The shop is small, unassuming: a simple window on Grunewaldstraße behind which three tall stalls packed close together wait for customers. It would be easy to pass by without noticing Uzbek Eats. Easy, but a mistake.
For someone unaware, the only thing that might draw attention to this unpretentious little restaurant would be the groups of people waiting outside. We visited in the middle of January, yet the wind blowing down the main street didn’t faze any of those patiently waiting their turn. They knew why they were there, and chatted warmly to each other in Russian as they waited for crispy baked Samsa cooked in a tandoor oven; heaped portions of Plov topped with raisins, onion, nuts and carrots and large, folded Manti dumplings. In the first 20 minutes after we arrived at our table, perhaps 15 separate people came to make their orders. They ordered in Russian, but these were Kyrgyz, Uzbeks, Kazakhs, Germans: anyone who’d heard about this little spot serving up some of the best Central Asian cooking you can find in Berlin.

Plov is a famous dish in all the former Soviet republics, but the Uzbek version is special: softer, less greasy, more delicate. The basic ingredients are meat, rice and vegetables, but getting it right requires some artistry. The cook who prepares it here spent four years cooking in the Embassy of Uzbekistan, and you can watch him lower huge legs of lamb into a wok filled with oil heated to just below boiling point. When the dish arrived, it was covered with herbs, spring onions, shallots, orange and yellow carrots, and topped with lamb that was meltingly tender.

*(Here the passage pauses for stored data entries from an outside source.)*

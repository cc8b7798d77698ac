//! Layered-encryption onion for the coinswap mixnet.
//!
//! Each mixer hop receives its share of the kernel and stealth blinding
//! factors, its fee, and — on the terminal hop — the swap output itself.
//! Layering is Sphinx-style: one ChaCha20 stream per hop, applied over the
//! hop's own payload and everything after it, so a peel decrypts exactly
//! one payload and leaves the rest re-encrypted for the next hop.
//!
//! Framing is big-endian throughout: a `u64` payload count, then per
//! payload a `u64` length and the ciphertext bytes.

use chacha20::cipher::{KeyIvInit, StreamCipher};
use chacha20::ChaCha20;
use hmac::{Hmac, Mac};
use rand::RngCore;
use serde::{Deserialize, Serialize};
use sha2::Sha256;
use x25519_dalek::{PublicKey as X25519PublicKey, StaticSecret};

use crate::error::{Error, Result};
use crate::mw::{self, BlindingFactor, Commitment, PublicKey, SecretKey, Signature};
use crate::tx::{Input, Output, OutputId, Reader};

/// HMAC key turning a hop's ECDH secret into its ChaCha20 key.
const HMAC_LABEL: &[u8] = b"MWIXNET";
/// Fixed stream nonce; every hop key is unique, so a fixed nonce is sound.
const NONCE: &[u8; 12] = b"NONCE1234567";

// ── Serde helpers ───────────────────────────────────────────────────

pub(crate) mod hex_bytes {
    use serde::{Deserialize, Deserializer, Serializer};

    pub fn serialize<S: Serializer>(bytes: &[u8], serializer: S) -> Result<S::Ok, S::Error> {
        serializer.serialize_str(&hex::encode(bytes))
    }

    pub fn deserialize<'de, D: Deserializer<'de>>(deserializer: D) -> Result<Vec<u8>, D::Error> {
        let s = String::deserialize(deserializer)?;
        hex::decode(&s).map_err(serde::de::Error::custom)
    }
}

pub(crate) mod hex_array {
    use serde::{Deserialize, Deserializer, Serializer};

    pub fn serialize<S: Serializer, const N: usize>(
        bytes: &[u8; N],
        serializer: S,
    ) -> Result<S::Ok, S::Error> {
        serializer.serialize_str(&hex::encode(bytes))
    }

    pub fn deserialize<'de, D: Deserializer<'de>, const N: usize>(
        deserializer: D,
    ) -> Result<[u8; N], D::Error> {
        let s = String::deserialize(deserializer)?;
        let bytes = hex::decode(&s).map_err(serde::de::Error::custom)?;
        bytes
            .try_into()
            .map_err(|_| serde::de::Error::custom("wrong byte length"))
    }
}

// ── Types ───────────────────────────────────────────────────────────

/// One mixer hop's routing material.
#[derive(Debug, Clone)]
pub struct Hop {
    /// The hop's X25519 public key.
    pub pubkey: [u8; 32],
    pub kernel_blind: BlindingFactor,
    pub stealth_blind: BlindingFactor,
    pub fee: u64,
    /// Present only on the terminal hop.
    pub output: Option<Output>,
}

/// The input being mixed, bound into the onion by the owner proof.
#[derive(Debug, Clone, Default, PartialEq, Eq, Serialize, Deserialize)]
pub struct OnionInput {
    pub output_id: OutputId,
    #[serde(rename = "output_commit")]
    pub commitment: Commitment,
    #[serde(rename = "output_pk")]
    pub output_pubkey: PublicKey,
    #[serde(rename = "input_pk")]
    pub input_pubkey: PublicKey,
    #[serde(rename = "input_sig")]
    pub signature: Signature,
}

/// A layered payload stack plus the bundled input it spends.
#[derive(Debug, Clone, PartialEq, Eq, Serialize, Deserialize)]
pub struct Onion {
    pub input: OnionInput,
    #[serde(rename = "enc_payloads", with = "hex_bytes")]
    pub payloads: Vec<u8>,
    #[serde(rename = "ephemeral_xpub", with = "hex_array")]
    pub ephemeral_pubkey: [u8; 32],
    pub owner_proof: Signature,
}

fn random_secret() -> StaticSecret {
    let mut bytes = [0u8; 32];
    rand::thread_rng().fill_bytes(&mut bytes);
    StaticSecret::from(bytes)
}

fn new_cipher(secret: &[u8; 32]) -> ChaCha20 {
    let mut mac =
        Hmac::<Sha256>::new_from_slice(HMAC_LABEL).expect("hmac accepts any key length");
    mac.update(secret);
    let key: [u8; 32] = mac.finalize().into_bytes().into();
    ChaCha20::new((&key).into(), NONCE.into())
}

impl Onion {
    /// Build an onion for the given hops, innermost layer last.
    pub fn new(hops: &[Hop]) -> Result<Onion> {
        let mut ephemeral = random_secret();
        let ephemeral_pubkey = X25519PublicKey::from(&ephemeral).to_bytes();

        let mut secrets: Vec<[u8; 32]> = Vec::with_capacity(hops.len());
        let mut payloads: Vec<Vec<u8>> = Vec::with_capacity(hops.len());
        for (i, hop) in hops.iter().enumerate() {
            let hop_pub = X25519PublicKey::from(hop.pubkey);
            secrets.push(*ephemeral.diffie_hellman(&hop_pub).as_bytes());

            // The next layer is addressed by a fresh ephemeral key; its
            // public half rides inside this hop's plaintext.
            ephemeral = random_secret();

            let mut buf = Vec::new();
            buf.push(0u8);
            if i + 1 < hops.len() {
                buf.extend_from_slice(X25519PublicKey::from(&ephemeral).as_bytes());
            } else {
                buf.extend_from_slice(&[0u8; 32]);
            }
            buf.extend_from_slice(&hop.kernel_blind.0);
            buf.extend_from_slice(&hop.stealth_blind.0);
            buf.extend_from_slice(&hop.fee.to_be_bytes());
            match &hop.output {
                Some(output) => {
                    buf.push(1);
                    output.serialize(&mut buf);
                }
                None => buf.push(0),
            }
            payloads.push(buf);
        }

        // Innermost first: hop i's stream covers payloads i..last, so after
        // i peels, payloads i+1.. carry exactly the remaining layers.
        for i in (0..payloads.len()).rev() {
            let mut cipher = new_cipher(&secrets[i]);
            for payload in payloads[i..].iter_mut() {
                cipher.apply_keystream(payload);
            }
        }

        Ok(Onion {
            input: OnionInput::default(),
            payloads: frame_payloads(&payloads),
            ephemeral_pubkey,
            owner_proof: Signature::default(),
        })
    }

    /// Strip one layer with the hop's private key, revealing that hop's
    /// routing material and the onion for the next hop.
    pub fn peel(&self, privkey: &[u8; 32]) -> Result<(Hop, Onion)> {
        let secret = StaticSecret::from(*privkey);
        let shared = secret.diffie_hellman(&X25519PublicKey::from(self.ephemeral_pubkey));
        let mut cipher = new_cipher(shared.as_bytes());

        let mut r = Reader::new(&self.payloads);
        let count = r
            .u64_be()
            .map_err(|_| Error::DecryptMalformed("missing payload count".into()))?;
        if count == 0 {
            return Err(Error::DecryptMalformed("empty payload stack".into()));
        }

        let mut first: Vec<u8> = Vec::new();
        let mut rest: Vec<Vec<u8>> = Vec::with_capacity(count as usize - 1);
        for i in 0..count {
            let len = r
                .u64_be()
                .map_err(|_| Error::DecryptMalformed("missing payload length".into()))?;
            let mut payload = r
                .take(len as usize)
                .map_err(|_| Error::DecryptMalformed("truncated payload".into()))?
                .to_vec();
            cipher.apply_keystream(&mut payload);
            if i == 0 {
                first = payload;
            } else {
                rest.push(payload);
            }
        }

        let mut p = Reader::new(&first);
        let parse = |_| Error::DecryptMalformed("short payload".into());
        let version = p.u8().map_err(parse)?;
        if version != 0 {
            return Err(Error::WrongOnionVersion(version));
        }
        let next_pub: [u8; 32] = p.array().map_err(parse)?;
        let kernel_blind = BlindingFactor(p.array().map_err(parse)?);
        let stealth_blind = BlindingFactor(p.array().map_err(parse)?);
        let fee = p.u64_be().map_err(parse)?;
        let output = match p.u8().map_err(parse)? {
            0 => None,
            1 => Some(
                Output::deserialize(&mut p)
                    .map_err(|e| Error::DecryptMalformed(e.to_string()))?,
            ),
            other => {
                return Err(Error::DecryptMalformed(format!(
                    "bad optional byte {other}"
                )))
            }
        };

        let hop = Hop {
            pubkey: X25519PublicKey::from(&secret).to_bytes(),
            kernel_blind,
            stealth_blind,
            fee,
            output,
        };
        let next = Onion {
            input: self.input.clone(),
            payloads: frame_payloads(&rest),
            ephemeral_pubkey: next_pub,
            owner_proof: Signature::default(),
        };
        Ok((hop, next))
    }

    /// Bind the spent input to this onion with an owner proof: a signature
    /// under the spend key tweaked by the hash of the input's key pair.
    pub fn sign(&mut self, input: &Input, spend_key: &SecretKey) -> Result<()> {
        self.input = OnionInput {
            output_id: input.output_id,
            commitment: input.commitment,
            output_pubkey: input.output_pubkey,
            input_pubkey: input.input_pubkey,
            signature: input.signature,
        };
        let key = spend_key.mul(&self.owner_tweak());
        self.owner_proof = mw::sign(&key, &self.proof_message())?;
        Ok(())
    }

    /// Check the owner proof against the bundled input's output key.
    pub fn verify_owner(&self) -> bool {
        let Ok(pubkey) = self.input.output_pubkey.mul(&self.owner_tweak()) else {
            return false;
        };
        mw::verify(&self.owner_proof, &pubkey, &self.proof_message())
    }

    fn owner_tweak(&self) -> SecretKey {
        let mut hasher = blake3::Hasher::new();
        hasher.update(&self.input.input_pubkey.0);
        hasher.update(&self.input.output_pubkey.0);
        SecretKey(*hasher.finalize().as_bytes())
    }

    fn proof_message(&self) -> Vec<u8> {
        let mut msg = Vec::new();
        msg.extend_from_slice(&self.input.output_id.0);
        msg.extend_from_slice(&self.input.commitment.0);
        msg.extend_from_slice(&self.input.output_pubkey.0);
        msg.extend_from_slice(&self.input.input_pubkey.0);
        msg.extend_from_slice(&self.input.signature.0);
        msg.extend_from_slice(&self.payloads);
        msg.extend_from_slice(&self.ephemeral_pubkey);
        msg
    }

    /// Number of remaining layers.
    pub fn hops_remaining(&self) -> Result<u64> {
        let mut r = Reader::new(&self.payloads);
        r.u64_be()
            .map_err(|_| Error::DecryptMalformed("missing payload count".into()))
    }
}

fn frame_payloads(payloads: &[Vec<u8>]) -> Vec<u8> {
    let total: usize = payloads.iter().map(|p| 8 + p.len()).sum();
    let mut framed = Vec::with_capacity(8 + total);
    framed.extend_from_slice(&(payloads.len() as u64).to_be_bytes());
    for payload in payloads {
        framed.extend_from_slice(&(payload.len() as u64).to_be_bytes());
        framed.extend_from_slice(payload);
    }
    framed
}

#[cfg(test)]
mod tests {
    use super::*;
    use crate::assembler::{create_output, sign_output, Recipient};
    use crate::mw::Keychain;

    struct TestHops {
        server_keys: Vec<StaticSecret>,
        hops: Vec<Hop>,
    }

    fn make_hops(n: usize, fee: u64, output: Option<Output>) -> TestHops {
        let mut server_keys = Vec::new();
        let mut hops = Vec::new();
        for i in 0..n {
            let key = random_secret();
            hops.push(Hop {
                pubkey: X25519PublicKey::from(&key).to_bytes(),
                kernel_blind: BlindingFactor::random(),
                stealth_blind: BlindingFactor::random(),
                fee,
                output: if i == n - 1 { output.clone() } else { None },
            });
            server_keys.push(key);
        }
        TestHops { server_keys, hops }
    }

    fn terminal_output() -> Output {
        let kc = Keychain::new(SecretKey::random(), SecretKey::random()).unwrap();
        let recipient = Recipient {
            value: 990,
            address: kc.address(0).unwrap(),
        };
        let sender = SecretKey::random();
        let (mut output, _, _) = create_output(&recipient, &sender).unwrap();
        sign_output(&mut output, &sender).unwrap();
        output
    }

    #[test]
    fn five_hop_roundtrip() {
        let output = terminal_output();
        let t = make_hops(5, 2, Some(output.clone()));
        let mut onion = Onion::new(&t.hops).unwrap();

        for (i, key) in t.server_keys.iter().enumerate() {
            assert_eq!(onion.hops_remaining().unwrap(), (5 - i) as u64);
            let (hop, next) = onion.peel(key.as_bytes()).unwrap();
            assert_eq!(hop.kernel_blind, t.hops[i].kernel_blind);
            assert_eq!(hop.stealth_blind, t.hops[i].stealth_blind);
            assert_eq!(hop.fee, 2);
            if i == 4 {
                assert_eq!(hop.output.as_ref(), Some(&output));
            } else {
                assert!(hop.output.is_none());
            }
            onion = next;
        }
        assert_eq!(onion.hops_remaining().unwrap(), 0);
        assert_eq!(onion.ephemeral_pubkey, [0u8; 32]);
    }

    #[test]
    fn residual_carries_plaintext_next_pub() {
        let t = make_hops(2, 1, None);
        let onion = Onion::new(&t.hops).unwrap();
        let (_, next) = onion.peel(t.server_keys[0].as_bytes()).unwrap();
        // The second hop must be able to peel using the advertised key.
        assert_ne!(next.ephemeral_pubkey, [0u8; 32]);
        let (hop, _) = next.peel(t.server_keys[1].as_bytes()).unwrap();
        assert_eq!(hop.kernel_blind, t.hops[1].kernel_blind);
    }

    #[test]
    fn wrong_key_fails_to_peel() {
        let t = make_hops(3, 1, None);
        let onion = Onion::new(&t.hops).unwrap();
        let wrong = random_secret();
        assert!(onion.peel(wrong.as_bytes()).is_err());
    }

    #[test]
    fn out_of_order_peel_fails() {
        let t = make_hops(3, 1, None);
        let onion = Onion::new(&t.hops).unwrap();
        assert!(onion.peel(t.server_keys[1].as_bytes()).is_err());
    }

    #[test]
    fn owner_proof_binds_input_and_payloads() {
        let kc = Keychain::new(SecretKey::random(), SecretKey::random()).unwrap();
        let output = terminal_output();
        let t = make_hops(2, 1, Some(output));
        let mut onion = Onion::new(&t.hops).unwrap();

        let spend_key = kc.spend_key(0).unwrap();
        let input = Input {
            features: 0,
            output_id: OutputId([7; 32]),
            commitment: mw::commit(100, &BlindingFactor::random()).unwrap(),
            input_pubkey: SecretKey::random().public_key().unwrap(),
            output_pubkey: spend_key.public_key().unwrap(),
            signature: Signature([3; 64]),
        };
        onion.sign(&input, &spend_key).unwrap();
        assert!(onion.verify_owner());

        let mut tampered = onion.clone();
        tampered.payloads[20] ^= 1;
        assert!(!tampered.verify_owner());
    }

    #[test]
    fn json_form_uses_hex_fields() {
        let t = make_hops(1, 3, None);
        let onion = Onion::new(&t.hops).unwrap();
        let value: serde_json::Value = serde_json::to_value(&onion).unwrap();
        assert!(value["enc_payloads"].is_string());
        assert_eq!(value["ephemeral_xpub"].as_str().unwrap().len(), 64);
        assert!(value["input"]["output_commit"].is_string());
        assert!(value["input"]["input_sig"].is_string());

        let back: Onion = serde_json::from_value(value).unwrap();
        assert_eq!(back, onion);
    }
}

It wasn’t just the Plov that had drawn the groups out on this wintry afternoon. In fact, the feature that owner Ernazar Rysaliev was most proud of (he mentioned it repeatedly; he pointed at it; he sent us a video of it) was the tandoor oven. In order to prepare the Samsa, the cook reaches down inside this special clay kiln and sticks the doughy parcels to its inner walls. Inside, the little pies cook slowly. From the start of preparation to the finished dish the whole process takes about 10 hours, but they’re worth it. Crispy pastry on the outside, chewy within, filled with tender juicy lamb and onions, it was clear what the fuss was all about. Again and again, customers would enter and ask: Samsa? Not everyone was lucky, but they kept coming back.

The menu at Uzbek Eats is small, which has one clear advantage, you can try everything: the Lagman, handmade noodles in a sour tomato stew brimming with celery, green beans, cabbage and hunks of meat (or Ganfan – the same dish with rice), the steamed Manti dumplings, the carrot salad with fenugreek, the chimchi (a salty Uzbek take on kimchi, brought to the country by North Korean immigrants). Everything we tasted was exceptional, but you don’t need to take our word for it: you can tell by the number of people waiting at the door.